They're afraid it would be real easy to get your data...


----------



## DMCC (Oct 23, 2011)

I use it and so far it's been great.  The reception from customers has been very positive.  I used it on my phone about 2 weeks ago at an event.  This was on a Saturday and the money was in my account on Wednesday.  

I had the same concerns that you have before I started using it. I did tons of research, compared services, talked with other users, hemmed and hawed, procrastinated, you name it....and Square came out on top.  We have since ordered a tablet, so I won't be using it on my phone anymore.  

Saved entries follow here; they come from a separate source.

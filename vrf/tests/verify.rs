use alloy_primitives::{Address, U256};
use orochi_crypto::field::{FIELD_SIZE, GROUP_ORDER};
use orochi_crypto::{curve, field};
use orochi_nullables::NullProver;
use orochi_types::{word, Point};
use orochi_vrf::{EcvrfProof, EcvrfVerifier, VrfConfig, VrfError};

fn setup() -> (NullProver, EcvrfVerifier) {
    let prover = NullProver::from_label("orand-operator");
    let verifier = EcvrfVerifier::new(prover.public_key(), VrfConfig::default()).unwrap();
    (prover, verifier)
}

#[test]
fn honest_proofs_verify() {
    let (prover, verifier) = setup();
    for seed in [0u64, 1, 42, u64::MAX] {
        let alpha = U256::from(seed);
        let proof = prover.prove(alpha);
        let output = verifier.verify_proof(&proof, alpha).unwrap();
        assert_eq!(output, prover.output(alpha));
        assert_eq!(output, orochi_vrf::output_from_gamma(&proof.gamma));
    }
}

#[test]
fn output_is_deterministic_and_input_dependent() {
    let (prover, verifier) = setup();
    let a = verifier.verify_proof(&prover.prove(U256::from(7u8)), U256::from(7u8)).unwrap();
    let b = verifier.verify_proof(&prover.prove(U256::from(7u8)), U256::from(7u8)).unwrap();
    let c = verifier.verify_proof(&prover.prove(U256::from(8u8)), U256::from(8u8)).unwrap();
    assert_eq!(a, b);
    assert_ne!(a, c);
}

#[test]
fn seed_mismatch_is_alpha_error() {
    let (prover, verifier) = setup();
    let proof = prover.prove(U256::from(1u8));
    assert_eq!(
        verifier.verify_proof(&proof, U256::from(2u8)),
        Err(VrfError::InvalidAlphaValue)
    );
}

#[test]
fn relabelled_alpha_is_rejected() {
    let (prover, verifier) = setup();
    let mut proof = prover.prove(U256::from(1u8));
    proof.alpha = U256::from(2u8);
    assert_eq!(
        verifier.verify_proof(&proof, U256::from(2u8)),
        Err(VrfError::InvalidECVRFProofDigest)
    );
}

#[test]
fn proof_under_another_key_is_rejected() {
    let (_, verifier) = setup();
    let other = NullProver::from_label("someone-else");
    let proof = other.prove(U256::from(5u8));
    assert_eq!(
        verifier.verify_proof(&proof, U256::from(5u8)),
        Err(VrfError::InvalidECVRFProofDigest)
    );
}

#[test]
fn off_curve_points_are_rejected() {
    let (prover, verifier) = setup();
    let alpha = U256::from(3u8);
    let honest = prover.prove(alpha);

    let bump = |p: Point| Point::new(p.x, field::add(p.y, U256::from(1u8)));
    let cases = [
        EcvrfProof { gamma: bump(honest.gamma), ..honest },
        EcvrfProof { c_gamma_witness: bump(honest.c_gamma_witness), ..honest },
        EcvrfProof { s_hash_witness: bump(honest.s_hash_witness), ..honest },
        EcvrfProof { gamma: Point::INFINITY, ..honest },
    ];
    for proof in cases {
        assert_eq!(verifier.verify_proof(&proof, alpha), Err(VrfError::InvalidCurvePoint));
    }
}

#[test]
fn unreduced_scalars_are_rejected() {
    let (prover, verifier) = setup();
    let alpha = U256::from(4u8);
    let honest = prover.prove(alpha);
    let cases = [
        EcvrfProof { c: GROUP_ORDER, ..honest },
        EcvrfProof { s: U256::MAX, ..honest },
        EcvrfProof { z_inv: FIELD_SIZE, ..honest },
    ];
    for proof in cases {
        assert_eq!(verifier.verify_proof(&proof, alpha), Err(VrfError::ScalarNotReduced));
    }
}

#[test]
fn on_curve_substitutions_fail_the_digest() {
    let (prover, verifier) = setup();
    let alpha = U256::from(5u8);
    let honest = prover.prove(alpha);
    let shifted = |p: Point| curve::add(&p, &curve::generator()).unwrap();
    let one = U256::from(1u8);

    let cases = [
        EcvrfProof { gamma: shifted(honest.gamma), ..honest },
        EcvrfProof { c_gamma_witness: shifted(honest.c_gamma_witness), ..honest },
        EcvrfProof { s_hash_witness: shifted(honest.s_hash_witness), ..honest },
        EcvrfProof { c: honest.c.add_mod(one, GROUP_ORDER), ..honest },
        EcvrfProof { s: honest.s.add_mod(one, GROUP_ORDER), ..honest },
        EcvrfProof { z_inv: field::add(honest.z_inv, one), ..honest },
        EcvrfProof { u_witness: Address::repeat_byte(0x55), ..honest },
        EcvrfProof { u_witness: Address::ZERO, ..honest },
    ];
    for proof in cases {
        assert_eq!(
            verifier.verify_proof(&proof, alpha),
            Err(VrfError::InvalidECVRFProofDigest)
        );
    }
}

#[test]
fn single_byte_mutations_never_verify() {
    let (prover, verifier) = setup();
    let alpha = U256::from(6u8);
    let honest = prover.prove(alpha);

    let flip_word = |w: U256, i: usize| {
        let mut bytes = word(w);
        bytes[i] ^= 0x01;
        U256::from_be_bytes(bytes)
    };
    let flip_point = |p: Point, i: usize| {
        if i < 32 {
            Point::new(flip_word(p.x, i), p.y)
        } else {
            Point::new(p.x, flip_word(p.y, i - 32))
        }
    };

    for i in [0usize, 13, 31] {
        let mut u = honest.u_witness;
        u.0[i % 20] ^= 0x01;
        let mutants = [
            EcvrfProof { c: flip_word(honest.c, i), ..honest },
            EcvrfProof { s: flip_word(honest.s, i), ..honest },
            EcvrfProof { z_inv: flip_word(honest.z_inv, i), ..honest },
            EcvrfProof { u_witness: u, ..honest },
            EcvrfProof { gamma: flip_point(honest.gamma, i), ..honest },
            EcvrfProof { gamma: flip_point(honest.gamma, i + 32), ..honest },
            EcvrfProof { c_gamma_witness: flip_point(honest.c_gamma_witness, i + 32), ..honest },
            EcvrfProof { s_hash_witness: flip_point(honest.s_hash_witness, i), ..honest },
        ];
        for mutant in mutants {
            assert!(verifier.verify_proof(&mutant, alpha).is_err(), "byte {i} mutation verified");
        }
    }
}

#[test]
fn verifier_hash_matches_free_function() {
    let (prover, verifier) = setup();
    let alpha = U256::from(77u8);
    let h = verifier.hash_to_curve(alpha).unwrap();
    assert_eq!(h, orochi_vrf::hash_to_curve(&prover.public_key(), alpha, 256).unwrap());
    assert!(field::is_on_curve(&h));
}

#[test]
fn proof_json_round_trips_into_verification() {
    let (prover, verifier) = setup();
    let alpha = U256::from(9u8);
    let json = serde_json::to_string(&prover.prove(alpha)).unwrap();
    let proof: EcvrfProof = serde_json::from_str(&json).unwrap();
    assert!(verifier.verify_proof(&proof, alpha).is_ok());
}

When I did not have it I lost several sales because people wanted to pay with their card.  I personally know quite a few people that are now using it and are very satisfied.  In addition, I have seen it used by other vendors at events and we will begin using it to accept card payments at my office (day job).


----------



## nursenancy (Oct 23, 2011)

I've been using it on my Droid for over a year and not one customer has questioned the security aspect.  Everyone just thinks it's cool and cutting edge.  I have the money within 2 days.


----------



## Tegan (Oct 23, 2011)

Thanks guys!  Do you know does it dump the money into your acct at one payment per transaction (basically one Square transaction per bank transaction) or does it save them all up and put it in as one large bank transaction.   The reason I ask is I have a small business checking acct and am only allowed 250 transactions per month.  So if it does it one on one it may be an issue.


----------



## tlm884 (Nov 1, 2011)

Does a deposit count as a transaction? I know personally for me that only transactions where money is leaving the account are used against how many transactions I have a month. Where money is going into the account the bank is just happy they have more money to spend so they don't charge me


----------



## Lindy (Nov 1, 2011)

Yes, a deposit does count as a transaction with the bank.  Something else to check is whether your bank charges more for a teller to take a deposit over using the debit card.....  Mine charges extra for cash deposits and for teller assisted transactions.....  :?


----------



## tlm884 (Nov 1, 2011)

Is your bank a credit union Lindy?


----------



## HempJewelryWorld (Nov 16, 2011)

I had been wondering about this also.  I had seen the little card  scanners advertised at either office depot or radioshack and had thought about trying it out.  I thought they were only available for use with iphone?


----------



## ikindred (Dec 26, 2011)

Been using it on my tablet for almost a year with no problems. I really like it and so do the customers. The fees are reasonable.


----------



## Moonblossom (Jan 1, 2012)

I also use Square


----------



## Lindy (Jan 4, 2012)

Ohhh sorry - I didn't catch back up on this thread....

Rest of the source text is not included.